WORK ITEM:
Which of the lines below include "delay"? Each one should be copied out.

Extracted records
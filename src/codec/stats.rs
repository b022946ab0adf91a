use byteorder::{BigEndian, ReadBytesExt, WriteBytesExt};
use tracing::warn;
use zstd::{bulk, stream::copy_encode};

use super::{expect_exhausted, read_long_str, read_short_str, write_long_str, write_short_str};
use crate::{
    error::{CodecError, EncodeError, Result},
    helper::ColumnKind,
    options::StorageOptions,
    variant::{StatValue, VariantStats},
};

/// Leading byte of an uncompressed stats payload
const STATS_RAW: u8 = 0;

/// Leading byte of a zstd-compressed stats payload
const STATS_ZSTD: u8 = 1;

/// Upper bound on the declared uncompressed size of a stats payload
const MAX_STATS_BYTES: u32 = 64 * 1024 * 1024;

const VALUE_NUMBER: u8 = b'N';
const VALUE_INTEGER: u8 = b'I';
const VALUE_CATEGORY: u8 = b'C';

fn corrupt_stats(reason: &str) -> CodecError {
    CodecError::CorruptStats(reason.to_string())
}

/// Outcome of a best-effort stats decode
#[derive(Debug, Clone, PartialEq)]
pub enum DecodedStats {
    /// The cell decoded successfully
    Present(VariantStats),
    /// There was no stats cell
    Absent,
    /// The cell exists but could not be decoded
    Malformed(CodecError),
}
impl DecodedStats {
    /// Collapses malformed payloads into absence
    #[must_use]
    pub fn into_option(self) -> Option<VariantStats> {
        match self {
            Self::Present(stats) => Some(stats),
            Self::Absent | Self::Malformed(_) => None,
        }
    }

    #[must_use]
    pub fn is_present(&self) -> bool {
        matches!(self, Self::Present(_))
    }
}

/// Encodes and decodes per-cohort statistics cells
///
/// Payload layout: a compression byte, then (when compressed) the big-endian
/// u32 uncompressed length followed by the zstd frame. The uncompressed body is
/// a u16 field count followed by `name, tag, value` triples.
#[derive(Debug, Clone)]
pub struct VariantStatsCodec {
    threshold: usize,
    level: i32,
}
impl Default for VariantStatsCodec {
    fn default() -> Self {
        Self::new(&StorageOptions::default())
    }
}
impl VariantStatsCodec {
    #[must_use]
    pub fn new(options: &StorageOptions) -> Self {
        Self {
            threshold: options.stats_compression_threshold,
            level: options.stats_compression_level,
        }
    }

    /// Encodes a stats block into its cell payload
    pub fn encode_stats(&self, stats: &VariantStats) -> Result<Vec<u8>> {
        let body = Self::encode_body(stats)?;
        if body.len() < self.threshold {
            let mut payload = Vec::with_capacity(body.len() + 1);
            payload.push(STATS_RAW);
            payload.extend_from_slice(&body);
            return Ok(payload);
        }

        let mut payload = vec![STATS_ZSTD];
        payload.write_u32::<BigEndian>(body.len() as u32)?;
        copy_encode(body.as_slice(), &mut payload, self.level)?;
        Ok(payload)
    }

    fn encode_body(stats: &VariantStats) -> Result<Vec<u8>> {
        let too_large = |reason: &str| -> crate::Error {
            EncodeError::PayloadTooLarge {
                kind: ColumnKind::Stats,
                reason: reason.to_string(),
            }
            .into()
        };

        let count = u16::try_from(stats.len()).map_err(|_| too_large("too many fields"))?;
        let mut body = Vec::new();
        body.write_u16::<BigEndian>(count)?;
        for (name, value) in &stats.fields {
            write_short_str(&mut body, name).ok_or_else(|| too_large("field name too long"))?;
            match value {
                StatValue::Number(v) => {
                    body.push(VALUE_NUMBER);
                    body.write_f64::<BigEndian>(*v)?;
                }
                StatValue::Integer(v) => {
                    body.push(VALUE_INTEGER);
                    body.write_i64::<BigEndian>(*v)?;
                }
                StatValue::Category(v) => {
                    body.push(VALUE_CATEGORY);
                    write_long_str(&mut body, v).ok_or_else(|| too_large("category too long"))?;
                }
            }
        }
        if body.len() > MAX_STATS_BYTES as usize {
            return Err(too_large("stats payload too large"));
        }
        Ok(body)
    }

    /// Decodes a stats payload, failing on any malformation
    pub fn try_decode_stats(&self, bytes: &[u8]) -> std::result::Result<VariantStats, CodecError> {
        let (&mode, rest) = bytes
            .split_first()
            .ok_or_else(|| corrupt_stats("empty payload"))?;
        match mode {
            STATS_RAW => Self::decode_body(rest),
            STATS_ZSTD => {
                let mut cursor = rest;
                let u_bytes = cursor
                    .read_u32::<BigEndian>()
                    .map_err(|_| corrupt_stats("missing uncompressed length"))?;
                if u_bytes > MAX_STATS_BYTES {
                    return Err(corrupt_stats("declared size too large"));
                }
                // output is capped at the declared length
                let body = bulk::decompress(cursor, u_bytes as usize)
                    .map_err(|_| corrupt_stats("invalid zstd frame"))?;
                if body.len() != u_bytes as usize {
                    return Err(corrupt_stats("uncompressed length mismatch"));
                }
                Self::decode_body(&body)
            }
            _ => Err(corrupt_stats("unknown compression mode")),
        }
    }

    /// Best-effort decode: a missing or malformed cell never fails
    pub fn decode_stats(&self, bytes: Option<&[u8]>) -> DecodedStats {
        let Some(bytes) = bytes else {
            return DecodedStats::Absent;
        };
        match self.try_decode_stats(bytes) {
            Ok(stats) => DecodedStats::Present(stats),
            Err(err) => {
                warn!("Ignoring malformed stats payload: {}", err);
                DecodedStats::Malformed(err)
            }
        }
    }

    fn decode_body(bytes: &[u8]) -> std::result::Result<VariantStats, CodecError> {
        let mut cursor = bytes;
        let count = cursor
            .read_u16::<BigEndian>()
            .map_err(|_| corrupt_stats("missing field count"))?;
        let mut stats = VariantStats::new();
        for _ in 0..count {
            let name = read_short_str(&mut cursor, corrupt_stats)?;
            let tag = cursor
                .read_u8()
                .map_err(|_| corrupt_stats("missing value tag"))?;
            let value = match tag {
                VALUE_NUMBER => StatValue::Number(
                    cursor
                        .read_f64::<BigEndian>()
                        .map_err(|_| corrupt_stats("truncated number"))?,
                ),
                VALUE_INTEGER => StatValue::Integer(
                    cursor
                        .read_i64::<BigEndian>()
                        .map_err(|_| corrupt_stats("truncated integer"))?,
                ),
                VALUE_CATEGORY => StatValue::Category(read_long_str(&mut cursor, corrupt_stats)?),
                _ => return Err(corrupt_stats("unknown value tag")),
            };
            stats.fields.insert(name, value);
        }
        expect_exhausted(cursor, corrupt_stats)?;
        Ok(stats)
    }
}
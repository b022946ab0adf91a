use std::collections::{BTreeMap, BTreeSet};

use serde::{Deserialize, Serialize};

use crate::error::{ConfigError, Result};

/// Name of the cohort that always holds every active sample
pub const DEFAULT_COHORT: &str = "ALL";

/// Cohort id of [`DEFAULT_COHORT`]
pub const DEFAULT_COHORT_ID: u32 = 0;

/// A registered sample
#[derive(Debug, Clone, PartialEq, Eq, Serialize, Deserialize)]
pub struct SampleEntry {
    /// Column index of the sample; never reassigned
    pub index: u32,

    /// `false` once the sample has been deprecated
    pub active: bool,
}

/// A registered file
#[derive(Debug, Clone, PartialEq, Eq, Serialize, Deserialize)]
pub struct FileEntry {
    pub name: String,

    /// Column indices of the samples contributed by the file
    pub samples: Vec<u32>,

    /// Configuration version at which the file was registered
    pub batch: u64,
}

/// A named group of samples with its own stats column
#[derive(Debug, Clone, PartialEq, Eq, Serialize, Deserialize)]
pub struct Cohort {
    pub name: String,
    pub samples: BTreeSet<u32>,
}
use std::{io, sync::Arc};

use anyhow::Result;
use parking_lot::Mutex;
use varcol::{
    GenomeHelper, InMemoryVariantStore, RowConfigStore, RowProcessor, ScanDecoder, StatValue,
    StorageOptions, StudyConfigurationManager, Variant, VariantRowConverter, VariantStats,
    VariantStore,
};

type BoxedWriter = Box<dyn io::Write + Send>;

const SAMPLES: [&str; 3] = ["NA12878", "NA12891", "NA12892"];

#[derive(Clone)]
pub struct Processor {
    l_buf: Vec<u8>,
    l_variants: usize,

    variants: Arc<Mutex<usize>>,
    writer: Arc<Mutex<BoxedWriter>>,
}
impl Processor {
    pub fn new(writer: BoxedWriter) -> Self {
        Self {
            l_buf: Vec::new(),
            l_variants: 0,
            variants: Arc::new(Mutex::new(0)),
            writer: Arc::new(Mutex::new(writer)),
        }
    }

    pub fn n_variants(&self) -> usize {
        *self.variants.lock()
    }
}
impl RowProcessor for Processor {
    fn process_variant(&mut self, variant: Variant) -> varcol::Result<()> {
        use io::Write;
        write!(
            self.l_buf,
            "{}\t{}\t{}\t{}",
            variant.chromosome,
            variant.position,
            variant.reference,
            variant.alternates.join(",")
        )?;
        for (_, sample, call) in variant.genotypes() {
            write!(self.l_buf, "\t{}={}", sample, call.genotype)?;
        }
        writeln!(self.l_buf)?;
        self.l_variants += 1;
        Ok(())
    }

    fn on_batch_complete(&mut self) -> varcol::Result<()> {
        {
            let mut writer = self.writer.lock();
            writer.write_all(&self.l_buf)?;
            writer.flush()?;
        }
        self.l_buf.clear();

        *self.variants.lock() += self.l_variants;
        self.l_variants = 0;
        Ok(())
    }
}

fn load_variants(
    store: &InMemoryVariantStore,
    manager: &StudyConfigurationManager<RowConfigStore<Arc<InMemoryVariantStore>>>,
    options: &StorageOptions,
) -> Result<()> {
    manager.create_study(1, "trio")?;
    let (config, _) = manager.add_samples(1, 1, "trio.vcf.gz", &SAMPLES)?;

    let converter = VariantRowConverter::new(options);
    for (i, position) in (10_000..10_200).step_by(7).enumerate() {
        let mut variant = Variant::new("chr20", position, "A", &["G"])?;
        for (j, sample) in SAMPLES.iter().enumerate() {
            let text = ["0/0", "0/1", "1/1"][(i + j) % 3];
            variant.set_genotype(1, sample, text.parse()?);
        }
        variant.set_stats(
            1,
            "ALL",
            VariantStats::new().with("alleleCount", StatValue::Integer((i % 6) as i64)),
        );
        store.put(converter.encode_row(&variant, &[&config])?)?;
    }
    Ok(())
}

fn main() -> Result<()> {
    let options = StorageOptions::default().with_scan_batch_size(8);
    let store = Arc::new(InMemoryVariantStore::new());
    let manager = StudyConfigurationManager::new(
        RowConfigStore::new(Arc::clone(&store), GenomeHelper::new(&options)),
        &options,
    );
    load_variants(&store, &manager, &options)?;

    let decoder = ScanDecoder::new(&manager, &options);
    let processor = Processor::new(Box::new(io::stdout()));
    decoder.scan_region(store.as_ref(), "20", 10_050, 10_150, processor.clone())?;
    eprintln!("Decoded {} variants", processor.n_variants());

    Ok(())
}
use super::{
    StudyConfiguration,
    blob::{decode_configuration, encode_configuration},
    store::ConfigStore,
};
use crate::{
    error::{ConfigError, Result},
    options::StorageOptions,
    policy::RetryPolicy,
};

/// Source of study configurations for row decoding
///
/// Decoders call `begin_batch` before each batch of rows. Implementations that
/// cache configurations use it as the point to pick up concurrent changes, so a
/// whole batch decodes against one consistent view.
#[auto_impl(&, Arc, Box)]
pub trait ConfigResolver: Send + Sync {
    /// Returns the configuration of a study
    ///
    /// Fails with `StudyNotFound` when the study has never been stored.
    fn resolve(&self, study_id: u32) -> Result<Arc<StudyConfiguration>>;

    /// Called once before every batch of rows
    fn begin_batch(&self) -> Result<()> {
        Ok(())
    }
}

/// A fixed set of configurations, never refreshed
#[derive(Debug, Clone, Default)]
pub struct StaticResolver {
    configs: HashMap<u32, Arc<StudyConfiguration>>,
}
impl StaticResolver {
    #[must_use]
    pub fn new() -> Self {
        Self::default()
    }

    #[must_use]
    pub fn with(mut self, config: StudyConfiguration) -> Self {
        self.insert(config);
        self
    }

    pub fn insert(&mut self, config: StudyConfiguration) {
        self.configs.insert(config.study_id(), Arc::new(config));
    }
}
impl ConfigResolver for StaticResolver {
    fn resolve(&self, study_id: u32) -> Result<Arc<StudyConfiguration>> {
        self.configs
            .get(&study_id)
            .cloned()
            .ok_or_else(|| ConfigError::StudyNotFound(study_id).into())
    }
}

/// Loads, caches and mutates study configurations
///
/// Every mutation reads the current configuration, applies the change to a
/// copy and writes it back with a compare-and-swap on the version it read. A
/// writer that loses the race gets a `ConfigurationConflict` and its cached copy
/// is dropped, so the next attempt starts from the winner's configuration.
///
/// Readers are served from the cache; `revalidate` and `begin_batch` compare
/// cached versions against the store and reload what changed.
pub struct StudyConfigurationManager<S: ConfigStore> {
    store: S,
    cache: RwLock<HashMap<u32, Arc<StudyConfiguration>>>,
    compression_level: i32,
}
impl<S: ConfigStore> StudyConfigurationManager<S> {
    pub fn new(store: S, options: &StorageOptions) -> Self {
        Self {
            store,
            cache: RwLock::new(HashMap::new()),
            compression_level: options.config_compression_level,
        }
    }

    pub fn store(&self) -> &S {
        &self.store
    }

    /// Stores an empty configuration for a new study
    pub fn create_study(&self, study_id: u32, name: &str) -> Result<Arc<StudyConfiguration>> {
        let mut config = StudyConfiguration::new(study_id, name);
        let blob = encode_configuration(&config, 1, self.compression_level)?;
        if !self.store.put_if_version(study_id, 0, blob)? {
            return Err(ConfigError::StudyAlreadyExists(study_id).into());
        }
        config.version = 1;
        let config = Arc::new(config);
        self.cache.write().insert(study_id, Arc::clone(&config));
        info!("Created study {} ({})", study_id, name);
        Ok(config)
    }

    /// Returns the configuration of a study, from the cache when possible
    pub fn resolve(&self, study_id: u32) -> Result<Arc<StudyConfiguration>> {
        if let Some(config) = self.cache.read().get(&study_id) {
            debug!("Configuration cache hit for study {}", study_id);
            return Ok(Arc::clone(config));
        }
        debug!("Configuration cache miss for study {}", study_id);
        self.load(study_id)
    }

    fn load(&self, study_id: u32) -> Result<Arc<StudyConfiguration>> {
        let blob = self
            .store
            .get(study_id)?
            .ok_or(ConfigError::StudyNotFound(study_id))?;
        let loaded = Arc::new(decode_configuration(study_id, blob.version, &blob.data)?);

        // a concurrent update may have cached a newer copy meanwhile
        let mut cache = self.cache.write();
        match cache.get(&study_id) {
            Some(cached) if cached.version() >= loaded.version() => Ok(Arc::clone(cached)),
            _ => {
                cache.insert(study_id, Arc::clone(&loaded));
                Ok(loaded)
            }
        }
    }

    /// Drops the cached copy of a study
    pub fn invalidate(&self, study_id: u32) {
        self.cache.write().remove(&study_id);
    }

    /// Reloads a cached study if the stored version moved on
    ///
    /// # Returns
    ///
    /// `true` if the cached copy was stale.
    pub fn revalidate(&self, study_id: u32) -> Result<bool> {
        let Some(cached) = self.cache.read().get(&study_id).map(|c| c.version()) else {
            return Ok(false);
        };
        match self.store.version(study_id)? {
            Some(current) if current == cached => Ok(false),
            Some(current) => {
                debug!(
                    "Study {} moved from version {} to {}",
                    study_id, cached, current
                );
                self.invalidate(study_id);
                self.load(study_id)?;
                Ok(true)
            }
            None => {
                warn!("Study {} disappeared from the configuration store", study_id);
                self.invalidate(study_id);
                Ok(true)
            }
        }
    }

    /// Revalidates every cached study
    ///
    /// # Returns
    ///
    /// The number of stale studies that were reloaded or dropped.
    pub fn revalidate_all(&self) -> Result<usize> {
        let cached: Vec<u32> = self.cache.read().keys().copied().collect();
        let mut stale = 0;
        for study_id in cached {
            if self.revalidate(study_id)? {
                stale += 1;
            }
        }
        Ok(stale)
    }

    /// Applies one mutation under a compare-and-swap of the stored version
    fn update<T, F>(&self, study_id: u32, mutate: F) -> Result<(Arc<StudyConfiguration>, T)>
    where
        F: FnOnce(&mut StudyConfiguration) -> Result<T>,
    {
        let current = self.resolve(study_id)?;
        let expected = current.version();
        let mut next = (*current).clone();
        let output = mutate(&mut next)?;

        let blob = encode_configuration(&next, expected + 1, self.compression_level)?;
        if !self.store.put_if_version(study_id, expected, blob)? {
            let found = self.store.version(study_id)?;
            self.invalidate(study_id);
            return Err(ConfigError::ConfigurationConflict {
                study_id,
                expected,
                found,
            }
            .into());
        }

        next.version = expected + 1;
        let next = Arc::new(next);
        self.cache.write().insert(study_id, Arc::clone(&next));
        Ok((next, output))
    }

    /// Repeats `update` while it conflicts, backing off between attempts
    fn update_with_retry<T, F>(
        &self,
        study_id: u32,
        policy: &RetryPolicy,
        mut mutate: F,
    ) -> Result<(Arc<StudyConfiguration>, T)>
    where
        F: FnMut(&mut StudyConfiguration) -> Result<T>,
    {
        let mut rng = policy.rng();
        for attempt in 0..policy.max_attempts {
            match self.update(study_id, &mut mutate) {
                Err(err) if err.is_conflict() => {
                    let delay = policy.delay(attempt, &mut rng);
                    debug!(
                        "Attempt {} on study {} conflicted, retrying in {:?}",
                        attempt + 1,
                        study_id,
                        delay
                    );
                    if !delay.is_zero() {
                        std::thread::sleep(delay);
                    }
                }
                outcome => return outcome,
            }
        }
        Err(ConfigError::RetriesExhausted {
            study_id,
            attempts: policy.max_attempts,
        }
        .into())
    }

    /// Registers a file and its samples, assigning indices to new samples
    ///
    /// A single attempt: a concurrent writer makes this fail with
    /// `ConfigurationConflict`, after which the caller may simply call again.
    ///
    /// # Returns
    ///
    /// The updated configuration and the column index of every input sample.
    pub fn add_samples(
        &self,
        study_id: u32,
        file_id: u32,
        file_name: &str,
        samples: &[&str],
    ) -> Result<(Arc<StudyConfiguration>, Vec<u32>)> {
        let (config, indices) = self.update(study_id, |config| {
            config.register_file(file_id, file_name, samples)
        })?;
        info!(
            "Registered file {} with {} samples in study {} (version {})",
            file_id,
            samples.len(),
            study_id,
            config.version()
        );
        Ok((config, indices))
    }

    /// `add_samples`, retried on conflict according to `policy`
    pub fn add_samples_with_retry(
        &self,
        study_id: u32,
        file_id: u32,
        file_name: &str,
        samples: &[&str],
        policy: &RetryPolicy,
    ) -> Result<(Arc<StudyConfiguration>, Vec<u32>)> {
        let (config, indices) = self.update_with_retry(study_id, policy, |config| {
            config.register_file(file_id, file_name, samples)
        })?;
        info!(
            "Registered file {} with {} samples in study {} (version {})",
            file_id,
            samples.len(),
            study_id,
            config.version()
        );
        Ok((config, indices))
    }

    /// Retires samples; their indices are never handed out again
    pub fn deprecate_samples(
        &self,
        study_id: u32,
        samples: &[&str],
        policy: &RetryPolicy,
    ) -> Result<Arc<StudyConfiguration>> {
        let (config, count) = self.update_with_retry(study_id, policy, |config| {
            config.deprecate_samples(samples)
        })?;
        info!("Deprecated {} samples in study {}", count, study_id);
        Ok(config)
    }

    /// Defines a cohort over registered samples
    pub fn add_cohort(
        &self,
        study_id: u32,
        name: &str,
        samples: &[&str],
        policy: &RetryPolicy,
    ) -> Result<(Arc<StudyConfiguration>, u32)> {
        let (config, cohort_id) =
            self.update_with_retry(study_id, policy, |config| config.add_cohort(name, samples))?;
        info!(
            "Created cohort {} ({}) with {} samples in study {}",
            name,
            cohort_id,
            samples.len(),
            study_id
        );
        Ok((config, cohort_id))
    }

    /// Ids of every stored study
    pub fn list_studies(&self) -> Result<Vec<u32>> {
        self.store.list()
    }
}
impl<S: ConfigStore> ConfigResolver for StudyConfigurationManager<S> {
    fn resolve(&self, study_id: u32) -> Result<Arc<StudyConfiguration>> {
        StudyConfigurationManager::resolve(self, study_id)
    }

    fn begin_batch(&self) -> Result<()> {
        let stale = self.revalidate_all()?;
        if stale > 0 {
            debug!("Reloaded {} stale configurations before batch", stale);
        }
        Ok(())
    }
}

SOLUTION TO THIS TASK:
                    let delay = policy.delay(attempt, &mut rng);
                        delay
                    if !delay.is_zero() {
                        std::thread::sleep(delay);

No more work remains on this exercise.